無くした片翼と、得た片翼と
「んん…」
窓から差し込む日光に心地よい眠りから引き揚げさせられてうっすらと目を開く。今日は休日でこの後も予定は何もない。寝起きでぼんやりとした頭でそこまで考えてから寝返りを打って横を向き、隣で安らかに寝息を立てている妻を片腕でそっと抱き寄せる。
「ん…レーヴェ?」
「…起こしたかな、アニタ」
「ん…いいの、さっきから意識はあったから」
抱き寄せられるとすりすりと胸板に顔を擦り付けるようにして甘え寄ってくる彼女に小さく笑いながら少し前…戦時中に比べると随分と長くなった茶髪を手櫛で梳くように撫でてやる。まるで猫のようにそのしなやかな体と顔を擦りつけて全身で甘え続けてくる彼女を微笑みながらあやしつつ優しく抱きしめ直す。戦時下のエースであった隊長と副官はあの戦争を生き延びることができた。
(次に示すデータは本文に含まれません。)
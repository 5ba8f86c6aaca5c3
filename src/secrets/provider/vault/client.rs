//! [`VaultApi`] over a real vault server using `vaultrs`.
//!
//! This is the only place vault client errors are inspected; everything
//! leaves here as a classified [`SecretsError`].

use async_trait::async_trait;
use std::collections::{BTreeMap, HashMap};
use std::io::Write;
use std::sync::Arc;
use std::time::Duration;
use tempfile::NamedTempFile;
use vaultrs::api::sys::requests::EnableEngineRequestBuilder;
use vaultrs::api::token::requests::CreateTokenRequestBuilder;
use vaultrs::client::{VaultClient, VaultClientSettingsBuilder};
use vaultrs::error::ClientError;
use vaultrs::{kv1, sys, token};

use super::api::{TokenRequest, VaultApi, VaultConnector};
use crate::secrets::error::{Result, SecretsError};
use crate::secrets::provider::store_config::VaultConnection;
use crate::secrets::types::SecretString;

/// Default HTTP timeout for vault calls.
pub const DEFAULT_CLIENT_TIMEOUT: Duration = Duration::from_secs(30);

const PATH_IN_USE: &str = "path is already in use";

/// Map a vault client error onto the secrets error taxonomy.
pub fn classify(error: ClientError, context: &str) -> SecretsError {
    match error {
        ClientError::APIError { code: 404, .. } => SecretsError::not_found("vault path", context),
        ClientError::APIError { code: 403, errors } => {
            SecretsError::permission_denied(format!("{}: {}", context, errors.join("; ")))
        }
        ClientError::APIError { code: 400, errors } if errors.iter().any(|e| e.contains(PATH_IN_USE)) => {
            SecretsError::already_exists("vault mount", context)
        }
        ClientError::APIError { code: 503, errors } => {
            SecretsError::unavailable(format!("{}: {}", context, errors.join("; ")))
        }
        ClientError::APIError { code, errors } => {
            SecretsError::backend_error(format!("{}: HTTP {}: {}", context, code, errors.join("; ")))
        }
        ClientError::RestClientError { source } => {
            SecretsError::unavailable(format!("{}: {}", context, source))
        }
        other => SecretsError::backend_error(format!("{}: {}", context, other)),
    }
}

/// Connects [`VaultrsClient`]s with a fixed HTTP timeout.
#[derive(Debug, Clone)]
pub struct VaultrsConnector {
    timeout: Duration,
}

impl Default for VaultrsConnector {
    fn default() -> Self {
        Self { timeout: DEFAULT_CLIENT_TIMEOUT }
    }
}

impl VaultrsConnector {
    pub fn new(timeout: Duration) -> Self {
        Self { timeout }
    }
}

impl VaultConnector for VaultrsConnector {
    fn connect(&self, connection: &VaultConnection) -> Result<Arc<dyn VaultApi>> {
        Ok(Arc::new(VaultrsClient::new(connection, self.timeout)?))
    }
}

pub struct VaultrsClient {
    client: VaultClient,
    // Holds the CA bundle on disk for the lifetime of the client.
    _ca_file: Option<NamedTempFile>,
}

impl std::fmt::Debug for VaultrsClient {
    fn fmt(&self, f: &mut std::fmt::Formatter<'_>) -> std::fmt::Result {
        f.debug_struct("VaultrsClient").field("client", &"[VaultClient]").finish()
    }
}

impl VaultrsClient {
    pub fn new(connection: &VaultConnection, timeout: Duration) -> Result<Self> {
        connection.validate()?;

        let mut settings_builder = VaultClientSettingsBuilder::default();
        settings_builder
            .address(&connection.endpoint)
            .token(connection.token.expose_secret())
            .timeout(Some(timeout));

        if let Some(namespace) = &connection.namespace {
            settings_builder.namespace(Some(namespace.clone()));
        }

        let ca_file = match &connection.ca_cert {
            Some(pem) => {
                let file = write_ca_bundle(pem)?;
                settings_builder.ca_certs(vec![file.path().to_string_lossy().into_owned()]);
                Some(file)
            }
            None => None,
        };

        if let (Some(cert), Some(key)) = (&connection.client_cert, &connection.client_key) {
            let mut pem = cert.clone().into_bytes();
            pem.push(b'\n');
            pem.extend_from_slice(key.expose_secret().as_bytes());
            let identity = reqwest::Identity::from_pem(&pem).map_err(|e| {
                SecretsError::config_error(format!("Invalid vault client certificate: {}", e))
            })?;
            settings_builder.identity(Some(identity));
        }

        if let Some(server_name) = &connection.tls_server_name {
            tracing::warn!(
                tls_server_name = %server_name,
                endpoint = %connection.endpoint,
                "tls-server-name override is not supported by the vault client, using the endpoint host"
            );
        }

        let settings = settings_builder.build().map_err(|e| {
            SecretsError::config_error(format!("Invalid Vault configuration: {}", e))
        })?;
        let client = VaultClient::new(settings)
            .map_err(|e| classify(e, "failed to create vault client"))?;

        Ok(Self { client, _ca_file: ca_file })
    }
}

fn write_ca_bundle(pem: &str) -> Result<NamedTempFile> {
    let io_err = |e: std::io::Error| SecretsError::config_error(format!("Failed to write vault CA bundle: {}", e));
    let mut file = NamedTempFile::new().map_err(io_err)?;
    file.write_all(pem.as_bytes()).map_err(io_err)?;
    file.flush().map_err(io_err)?;
    Ok(file)
}

#[async_trait]
impl VaultApi for VaultrsClient {
    async fn mount_kv1(&self, path: &str) -> Result<()> {
        let mut options = EnableEngineRequestBuilder::default();
        options.options(HashMap::from([("version".to_string(), "1".to_string())]));
        sys::mount::enable(&self.client, path, "kv", Some(&mut options))
            .await
            .map_err(|e| classify(e, path))
    }

    async fn list_policies(&self) -> Result<Vec<String>> {
        sys::policy::list(&self.client)
            .await
            .map(|r| r.policies)
            .map_err(|e| classify(e, "sys/policy"))
    }

    async fn put_policy(&self, name: &str, hcl: &str) -> Result<()> {
        sys::policy::set(&self.client, name, hcl).await.map_err(|e| classify(e, name))
    }

    async fn delete_policy(&self, name: &str) -> Result<()> {
        sys::policy::delete(&self.client, name).await.map_err(|e| classify(e, name))
    }

    async fn create_token(&self, request: &TokenRequest) -> Result<SecretString> {
        let mut options = CreateTokenRequestBuilder::default();
        options
            .policies(request.policies.clone())
            .no_default_policy(request.no_default_policy)
            .ttl(format!("{}s", request.ttl.as_secs()));
        let auth = token::new(&self.client, Some(&mut options))
            .await
            .map_err(|e| classify(e, "auth/token/create"))?;
        Ok(SecretString::new(auth.client_token))
    }

    async fn kv_get(&self, mount: &str, path: &str) -> Result<BTreeMap<String, String>> {
        kv1::get(&self.client, mount, path)
            .await
            .map_err(|e| classify(e, &format!("{}/{}", mount, path)))
    }

    async fn kv_put(&self, mount: &str, path: &str, data: &BTreeMap<String, String>) -> Result<()> {
        let body: HashMap<&str, &str> = data.iter().map(|(k, v)| (k.as_str(), v.as_str())).collect();
        kv1::set(&self.client, mount, path, &body)
            .await
            .map_err(|e| classify(e, &format!("{}/{}", mount, path)))
    }

    async fn kv_delete(&self, mount: &str, path: &str) -> Result<()> {
        kv1::delete(&self.client, mount, path)
            .await
            .map_err(|e| classify(e, &format!("{}/{}", mount, path)))
    }

    async fn kv_list(&self, mount: &str, path: &str) -> Result<Vec<String>> {
        match kv1::list(&self.client, mount, path).await {
            Ok(response) => Ok(response.data.keys),
            // An empty KV v1 listing answers 404.
            Err(ClientError::APIError { code: 404, .. }) => Ok(Vec::new()),
            Err(e) => Err(classify(e, &format!("{}/{}", mount, path))),
        }
    }

    async fn unseal(&self, key: &SecretString) -> Result<bool> {
        sys::unseal(&self.client, Some(key.expose_secret().to_string()), None, None)
            .await
            .map(|r| r.sealed)
            .map_err(|e| classify(e, "sys/unseal"))
    }

    async fn health(&self) -> Result<()> {
        sys::health(&self.client).await.map(|_| ()).map_err(|e| classify(e, "sys/health"))
    }
}

#[cfg(test)]
mod tests {
    use super::*;
    use crate::secrets::error::ErrorKind;

    fn api_error(code: u16, errors: &[&str]) -> ClientError {
        ClientError::APIError { code, errors: errors.iter().map(|e| e.to_string()).collect() }
    }

    #[test]
    fn test_classify_status_codes() {
        assert_eq!(classify(api_error(404, &[]), "m/a-0").kind(), ErrorKind::NotFound);
        assert_eq!(
            classify(api_error(403, &["permission denied"]), "m/a-0").kind(),
            ErrorKind::PermissionDenied
        );
        assert_eq!(
            classify(api_error(400, &["path is already in use at m/"]), "m").kind(),
            ErrorKind::AlreadyExists
        );
        assert_eq!(classify(api_error(400, &["invalid request"]), "m").kind(), ErrorKind::Backend);
        assert_eq!(classify(api_error(503, &["Vault is sealed"]), "m").kind(), ErrorKind::Unavailable);
    }

    #[test]
    fn test_classify_keeps_context() {
        let err = classify(api_error(403, &["permission denied"]), "m/a-0");
        assert!(err.to_string().contains("m/a-0"));
        assert!(err.to_string().contains("permission denied"));
    }

    #[test]
    fn test_client_builds_for_valid_connection() {
        let conn = VaultConnection::new("http://127.0.0.1:8200", "root");
        assert!(VaultrsConnector::default().connect(&conn).is_ok());
    }

    #[test]
    fn test_client_rejects_invalid_connection() {
        let conn = VaultConnection::new("not a url", "root");
        assert_eq!(
            VaultrsClient::new(&conn, DEFAULT_CLIENT_TIMEOUT).unwrap_err().kind(),
            ErrorKind::Config
        );
    }
}
#[cfg(test)]
mod tests {
    use super::*;
    use uuid::Uuid;

    fn model_for(vault: &MemoryVault) -> ModelInfo {
        let config = format!(r#"{{"endpoint": "http://127.0.0.1:8200", "token": "{}"}}"#, vault.root_token());
        ModelInfo::new(Uuid::new_v4(), Uuid::new_v4(), "test").with_backend(ProviderKind::Vault, Some(config))
    }

    fn provider(vault: &MemoryVault) -> VaultProvider {
        VaultProvider::new(Arc::new(vault.clone())).with_retry_policy(RetryPolicy::none())
    }

    #[tokio::test]
    async fn test_initialise_is_idempotent() {
        let vault = MemoryVault::new("root");
        let provider = provider(&vault);
        let model = model_for(&vault);
        let ctx = RequestContext::new();

        provider.initialise(&ctx, &model).await.unwrap();
        provider.initialise(&ctx, &model).await.unwrap();
        assert_eq!(vault.mounts().await, vec![model.uuid.to_string()]);
    }

    #[tokio::test]
    async fn test_missing_backend_config() {
        let vault = MemoryVault::new("root");
        let model = ModelInfo::new(Uuid::new_v4(), Uuid::new_v4(), "test");
        let err = provider(&vault).initialise(&RequestContext::new(), &model).await.unwrap_err();
        assert_eq!(err.kind(), ErrorKind::Config);
    }

    #[tokio::test]
    async fn test_admin_store_config_reads_everything() {
        let vault = MemoryVault::new("root");
        let provider = provider(&vault);
        let model = model_for(&vault);
        let ctx = RequestContext::new();
        provider.initialise(&ctx, &model).await.unwrap();

        let uri = SecretUri::new("abc").unwrap();
        let admin = provider.admin_store(&ctx, &model).await.unwrap();
        admin.save_content(&ctx, &uri, 0, &SecretValue::new([("key", "v")])).await.unwrap();

        let config = provider
            .store_config(&ctx, &model, None, &SecretRevisions::new(), &SecretRevisions::new())
            .await
            .unwrap();
        assert_ne!(config.vault_connection().unwrap().token.expose_secret(), "root");
        assert_eq!(vault.policy_names().await, vec![format!("model-{}-read", model.uuid)]);

        let store = provider.new_store(&config).unwrap();
        assert!(store.get_content(&ctx, "abc-0").await.is_ok());
        let err = store.save_content(&ctx, &uri, 1, &SecretValue::new([("key", "v")])).await.unwrap_err();
        assert!(err.is_permission_denied());
    }

    #[tokio::test]
    async fn test_unseals_with_configured_keys() {
        let vault = MemoryVault::new("root");
        vault.seal(&["k1", "k2"], 2).await;
        let config = r#"{"endpoint": "http://127.0.0.1:8200", "token": "root", "keys": ["k1", "k2"]}"#;
        let model = ModelInfo::new(Uuid::new_v4(), Uuid::new_v4(), "test")
            .with_backend(ProviderKind::Vault, Some(config.to_string()));

        provider(&vault).initialise(&RequestContext::new(), &model).await.unwrap();
        assert!(!vault.is_sealed().await);
    }

    #[tokio::test]
    async fn test_sealed_without_enough_keys() {
        let vault = MemoryVault::new("root");
        vault.seal(&["k1", "k2"], 2).await;
        let config = r#"{"endpoint": "http://127.0.0.1:8200", "token": "root", "keys": ["k1"]}"#;
        let model = ModelInfo::new(Uuid::new_v4(), Uuid::new_v4(), "test")
            .with_backend(ProviderKind::Vault, Some(config.to_string()));

        let err = provider(&vault).health_check(&RequestContext::new(), &model).await.unwrap_err();
        assert_eq!(err.kind(), ErrorKind::Unavailable);
    }

    #[tokio::test]
    async fn test_new_store_rejects_internal_config() {
        let vault = MemoryVault::new("root");
        let config = StoreConfig::internal(Uuid::new_v4(), Uuid::new_v4());
        assert_eq!(provider(&vault).new_store(&config).unwrap_err().kind(), ErrorKind::Config);
    }
}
…もっとも、戦争が彼らから奪い去っていった代償は大きくレオンハルトは左腕と敬愛していた兄を、アニタは両足を失ってしまったのだが。それでも、彼らの愛はそんなことで崩れはしなかった。戦後少ししてから身内だけを招いた簡素な式を挙げ、貴族の名家であるアニタの実家から田舎の別荘を譲り受け、そこに移り住んで日々愛を確かめるような甘い生活を送っていた。
「愛してるよ…」
「私もよ、レーヴェ?」
過去幾度となく繰り返して、それでも飽きることなく繰り返す問答。小さく笑いながらどちらからともなく顔を寄せてそっと口づけを交わして微笑む。額を重ねあわせるようにして浅い口づけを繰り返していくもののふと思い出したようにアニタは抱擁を解いてからベッドから出ようとしていく。
「…アニタ?」
「ご飯、作らないと…」
「私は空腹ではないけど?」
「そうね、貴方は必要ないかもしれないわね…でも」
そういって苦笑とも微笑ともとれる複雑な笑みを浮かべながら少しだけ膨らんだお腹をそっと撫でる。その動作でようやく彼女が何を伝えかったのか遅まきながら気づいたレオンハルトは頬を掻きながら苦笑する。彼女の御腹に宿された新しい命の事を勧請し忘れた自分のうかつさを思わずのろいながら。
「少しだけ待ってくれないか…?」
「ん…」
彼女のお腹に過負荷を掛けないよう気を配りながらそっと頬を寄せて子供の鼓動を聞きとろうとしようとする。
「まだ聞こえないと思うわよ…?」
「それでもさ。…それに朝食は私が作るよ。君に負担を掛けたくない。何がいい?」
「貴方に任せるわレーヴェ。…それにしてもこうなるまであなたが料理できるとは思ってなかったわ?」
「…簡単な物だけどね。こういうのはそんなに嫌いじゃないし」
顔を寄せて聞き耳を立てるレオンハルトの姿に思わず軽やかな笑い声をあげて首を傾げつつもどことなく無邪気なような、恐らく今となっては彼女の前でしか見せないだろう、彼の様子につい頭を優しくなでてやる。心地よさ気にレオンハルトは彼女の手を受け入れつつもそれを堪能するのは少しだけの間で起き上がってベッドから出てキッチンへ向かおうとする。彼の温もりが離れていくのを残念そうにしながらも自分一人ではどうすることもなく、少しだけしゅんとなりながら彼の背中を見送る。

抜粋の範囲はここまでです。